Google i Chiny – mała teoria spiskowa

Siećpospolita wraca po długiej przerwie. Od tej pory będzie się ukazywać cyklicznie – poniedziałek, środa (jutro się nie liczy:)), piątek. Zawsze. Dotychczas po prostu nie miałem czasu, przez co blog… zdechł. Doszedłem jednak do wniosku, że lepsze są regularne notki, nawet jeżeli będą krótkie, niż brak długich. Dzisiejszy comeback to nieco spostrzeżeń na temat całego zamieszania wokół Google’a i Chin.
Chiny bez Google'a sobie poradzą, i tak większość rynku należy do kogoś innego

Chiny bez Google’a sobie poradzą, i tak większość rynku należy do kogoś innego

Problem cenzury Internetu w Chinach poruszany był niejednokrotnie. Sam popełniłem niedawno artykuł na ten temat. Cenzura jest zła, tu nie ma żadnej wątpliwości. Europejska cywilizacja zawsze rozwijała się najlepiej wtedy, kiedy obywatel miał jak najwięcej swobód. Dlatego socjalistyczne kraje przeżywają kryzys, a wolnorynkowe rozwijają się dynamicznie. Wolna myśl to inspiracja i postęp. Myślę, że wszyscy się tu zgadzamy.

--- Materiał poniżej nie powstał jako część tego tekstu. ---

//! Splits collateral into YES and NO positions through the relayer, then merges them back.
//!
//! Neither transaction costs the wallet any gas: the relayer executes both through the
//! proxy wallet factory.
//!
//! Run with tracing enabled:
//! ```sh
//! RUST_LOG=info,hyper_util=off,hyper=off,reqwest=off,h2=off,rustls=off cargo run --example split --features tracing -- <condition id>
//! ```
//!
//! Optionally log to a file:
//! ```sh
//! LOG_FILE=split.log RUST_LOG=info,hyper_util=off,hyper=off,reqwest=off,h2=off,rustls=off cargo run --example split --features tracing -- <condition id>
//! ```
//!
//! Requires `POLYMARKET_PRIVATE_KEY` and the `POLY_BUILDER_*` credentials to be set.
//! `POLYMARKET_PROXY_WALLET` overrides the derived proxy wallet address.

use std::env;
use std::fs::File;
use std::str::FromStr as _;

use alloy::signers::Signer as _;
use alloy::signers::local::LocalSigner;
use polymarket_relayer_client::auth::builder::Config as BuilderConfig;
use polymarket_relayer_client::auth::{Credentials, Uuid};
use polymarket_relayer_client::relayer::types::{Market, WalletIdentity};
use polymarket_relayer_client::relayer::{Client, Config, DEFAULT_HOST};
use polymarket_relayer_client::types::{Address, U256};
use polymarket_relayer_client::{
    BUILDER_API_KEY_VAR, BUILDER_PASSPHRASE_VAR, BUILDER_SECRET_VAR, POLYGON, PRIVATE_KEY_VAR,
    PROXY_WALLET_VAR, contract_config,
};
use tracing::{error, info, warn};
use tracing_subscriber::EnvFilter;
use tracing_subscriber::layer::SubscriberExt as _;
use tracing_subscriber::util::SubscriberInitExt as _;

/// 1 USDC.e, which has 6 decimals
const AMOUNT: u64 = 1_000_000;

#[tokio::main]
async fn main() -> anyhow::Result<()> {
    if let Ok(path) = env::var("LOG_FILE") {
        let file = File::create(path)?;
        tracing_subscriber::registry()
            .with(EnvFilter::from_default_env())
            .with(
                tracing_subscriber::fmt::layer()
                    .with_writer(file)
                    .with_ansi(false),
            )
            .init();
    } else {
        tracing_subscriber::fmt::init();
    }

    let condition_id = env::args()
        .nth(1)
        .ok_or_else(|| anyhow::anyhow!("usage: split <condition id>"))?;
    let market = Market::parse(&condition_id, false)?;

    let private_key = env::var(PRIVATE_KEY_VAR)?;
    let signer = LocalSigner::from_str(&private_key)?.with_chain_id(Some(POLYGON));

    let credentials = Credentials::new(
        Uuid::parse_str(&env::var(BUILDER_API_KEY_VAR)?)?,
        env::var(BUILDER_SECRET_VAR)?,
        env::var(BUILDER_PASSPHRASE_VAR)?,
    );

    let identity = match env::var(PROXY_WALLET_VAR) {
        Ok(proxy_wallet) => {
            WalletIdentity::proxy(signer.address(), Address::from_str(&proxy_wallet)?)
        }
        Err(_) => WalletIdentity::derived(signer.address(), POLYGON)?,
    };
    info!(eoa = %identity.eoa, proxy_wallet = %identity.proxy_wallet, "using proxy wallet");

    let contracts = *contract_config(POLYGON).ok_or_else(|| anyhow::anyhow!("no Polygon config"))?;
    let client = Client::new(
        DEFAULT_HOST,
        contracts,
        BuilderConfig::local(credentials),
        Config::default(),
    )?;
    let wallet = client.wallet(&signer, identity);

    let amount = U256::from(AMOUNT);

    let handle = wallet.split(&market, amount).await?;
    info!(operation = "split", transaction_id = %handle.transaction_id, "submitted");

    let mut tracker = client.tracker(handle);
    match tracker.wait().await {
        Ok(state) if tracker.handle().is_success() => {
            info!(operation = "split", %state, hash = ?tracker.handle().transaction_hash);
        }
        Ok(state) if state.is_terminal() => {
            error!(operation = "split", %state, "transaction did not succeed");
            return Ok(());
        }
        Ok(state) => {
            warn!(operation = "split", %state, "gave up waiting, not merging");
            return Ok(());
        }
        Err(e) => {
            error!(operation = "split", error = %e);
            return Err(e.into());
        }
    }

    let handle = wallet.merge(&market, amount).await?;
    info!(operation = "merge", transaction_id = %handle.transaction_id, "submitted");

    match client.tracker(handle).wait().await {
        Ok(state) => info!(operation = "merge", %state),
        Err(e) => error!(operation = "merge", error = %e),
    }

    Ok(())
}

Niestety, nie wszyscy zgadzają się z nami. Chińczycy mają własną filozofię. Komunistyczne ChRL nie godzi się na wolność słowa, wprowadza cenzurę w mediach i Internecie. Chiny nieco przypominają społeczeństwo termitów: mamy królową (rząd), żołnierzy, robotnice, i tak dalej. I mają własne prawo, które nie musi nam się podobać, ale musimy je respektować. Robi to dziesiątki firm na świecie.

Dura lex, sed lex

. Warto przypomnieć, że Google też. Przez wiele lat internetowy gigant potulnie współpracował z ChRL, cenzurując wyniki w swojej wyszukiwarce. Współpraca układała się bezbłędnie.

To teraz czas na tytułową teorię spiskowa. Google otwiera coraz więcej usług. Android, Chrome OS, Buzz, DNS-y, Widok Ulicy i tak dalej. Informacja to potęga i Google o tym doskonale wie. Ale nie ono jedno – ludzie zdają sobie sprawę, że są stopniowo oddzierani z prywatności. Sympatia wobec marki zacznie stopniowo spadać. Trzeba więc coś wymyślić, by temu przeciwdziałać. Zbawianie Chin od zła cenzury jest tu idealne.

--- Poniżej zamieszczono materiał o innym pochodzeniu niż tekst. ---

//! Serde helpers for flexible deserialization.
//!
//! When the `tracing` feature is enabled, this module also logs warnings for any
//! unknown fields encountered during deserialization, helping detect relayer API changes.

use std::str::FromStr as _;

use alloy::primitives::U256;
use serde::de::DeserializeOwned;
use serde_json::Value;

/// A `serde_as` type that deserializes decimal strings, `0x` hex strings or JSON integers
/// as [`U256`], and serializes back to a decimal string.
///
/// The relayer is not consistent about quoting nonces, so both forms are accepted.
pub struct U256FromAny;

impl<'de> serde_with::DeserializeAs<'de, U256> for U256FromAny {
    fn deserialize_as<D>(deserializer: D) -> std::result::Result<U256, D::Error>
    where
        D: serde::Deserializer<'de>,
    {
        use std::fmt;

        use serde::de::{self, Visitor};

        struct U256Visitor;

        impl Visitor<'_> for U256Visitor {
            type Value = U256;

            fn expecting(&self, formatter: &mut fmt::Formatter) -> fmt::Result {
                formatter.write_str("unsigned integer or numeric string")
            }

            fn visit_str<E>(self, v: &str) -> std::result::Result<Self::Value, E>
            where
                E: de::Error,
            {
                U256::from_str(v.trim()).map_err(E::custom)
            }

            fn visit_u64<E>(self, v: u64) -> std::result::Result<Self::Value, E>
            where
                E: de::Error,
            {
                Ok(U256::from(v))
            }

            fn visit_i64<E>(self, v: i64) -> std::result::Result<Self::Value, E>
            where
                E: de::Error,
            {
                u64::try_from(v)
                    .map(U256::from)
                    .map_err(|_e| E::custom(format!("negative value {v}")))
            }
        }

        deserializer.deserialize_any(U256Visitor)
    }
}

impl serde_with::SerializeAs<U256> for U256FromAny {
    fn serialize_as<S>(source: &U256, serializer: S) -> std::result::Result<S::Ok, S::Error>
    where
        S: serde::Serializer,
    {
        serializer.collect_str(source)
    }
}

/// Deserializes `null`, a missing value or `""` as `None`, and anything else via [`FromStr`].
///
/// [`FromStr`]: std::str::FromStr
pub fn empty_string_as_none<'de, D, T>(deserializer: D) -> std::result::Result<Option<T>, D::Error>
where
    D: serde::Deserializer<'de>,
    T: std::str::FromStr,
    T::Err: std::fmt::Display,
{
    use serde::Deserialize as _;

    Option::<String>::deserialize(deserializer)?
        .filter(|s| !s.is_empty())
        .map(|s| T::from_str(&s).map_err(serde::de::Error::custom))
        .transpose()
}

/// Deserialize JSON with unknown field warnings.
///
/// Unknown fields trigger warnings but do not cause deserialization to fail.
/// On failure the offending path and value are logged before the error is returned.
#[cfg(feature = "tracing")]
pub fn deserialize_with_warnings<T: DeserializeOwned>(value: Value) -> crate::Result<T> {
    use std::any::type_name;

    tracing::trace!(
        type_name = %type_name::<T>(),
        json = %value,
        "deserializing JSON"
    );

    let original = value.clone();
    let mut unknown_paths: Vec<String> = Vec::new();

    let result: T = serde_ignored::deserialize(value, |path| {
        unknown_paths.push(path.to_string());
    })
    .inspect_err(|_| {
        let json_str = original.to_string();
        let jd = &mut serde_json::Deserializer::from_str(&json_str);
        let path_result: Result<T, _> = serde_path_to_error::deserialize(jd);
        if let Err(path_err) = path_result {
            let path = path_err.path().to_string();
            tracing::error!(
                type_name = %type_name::<T>(),
                path = %path,
                value = %format_value(lookup_value(&original, &path)),
                error = %path_err.inner(),
                "deserialization failed"
            );
        }
    })?;

    for path in unknown_paths {
        tracing::warn!(
            type_name = %type_name::<T>(),
            field = %path,
            value = %format_value(lookup_value(&original, &path)),
            "unknown field in relayer response"
        );
    }

    Ok(result)
}

/// Pass-through deserialization when tracing is disabled.
#[cfg(not(feature = "tracing"))]
pub fn deserialize_with_warnings<T: DeserializeOwned>(value: Value) -> crate::Result<T> {
    Ok(serde_json::from_value(value)?)
}

/// Look up a value in a JSON structure by a `serde_ignored`/`serde_path_to_error` path.
///
/// `?` segments mark Option wrappers and are skipped. Returns `None` if the path
/// doesn't exist or traverses a non-container value.
#[cfg(feature = "tracing")]
fn lookup_value<'value>(value: &'value Value, path: &str) -> Option<&'value Value> {
    let mut current = value;

    for segment in path
        .split(['.', '[', ']'])
        .filter(|s| !s.is_empty() && *s != "?")
    {
        current = match current {
            Value::Object(map) => map.get(segment)?,
            Value::Array(arr) => arr.get(segment.parse::<usize>().ok()?)?,
            _ => return None,
        };
    }

    Some(current)
}

#[cfg(feature = "tracing")]
fn format_value(value: Option<&Value>) -> String {
    match value {
        Some(v) => v.to_string(),
        None => "<unable to retrieve>".to_owned(),
    }
}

Jakoś trudno mi uwierzyć, że Google nagle stało się altruistyczną firmą, skoro przez tyle lat bez mrugnięcia okiem nakładała kolejne filtry na chińską wyszukiwarkę. Przypomnijmy, że na tamtejszym rynku ta wyszukiwarka wcale nie jest potęgą. Chińczycy o wiele chętniej korzystają z rodzimych rozwiązań. Google oddaje więc lukratywny, ale nie opanowany przez siebie rynek. Co więcej, gigantowi z Mountain View nigdy nie udało się udowodnić, że za cała aferą stoi chiński rząd! Innymi słowy, międzynarodowa afera została oparta o “mocne przesłanki”. Czyli nie było żadnego biznesowego powodu, by się wycofać z rynku Państwa Środka.

Pozostają więc dwie opcje: albo Google faktycznie zdecydowało się zostać firmą zbawiającą świat i zaczęło od walki z cenzurą w Chinach, albo zafundowało sobie gigantyczną reklamę na cały świat (poza Chinami). Biorąc pod uwagę wieloletnią współpracę giganta z ChRL, jakoś nie wierzę w opcję numer jeden. Mogę, oczywiście, się mylić.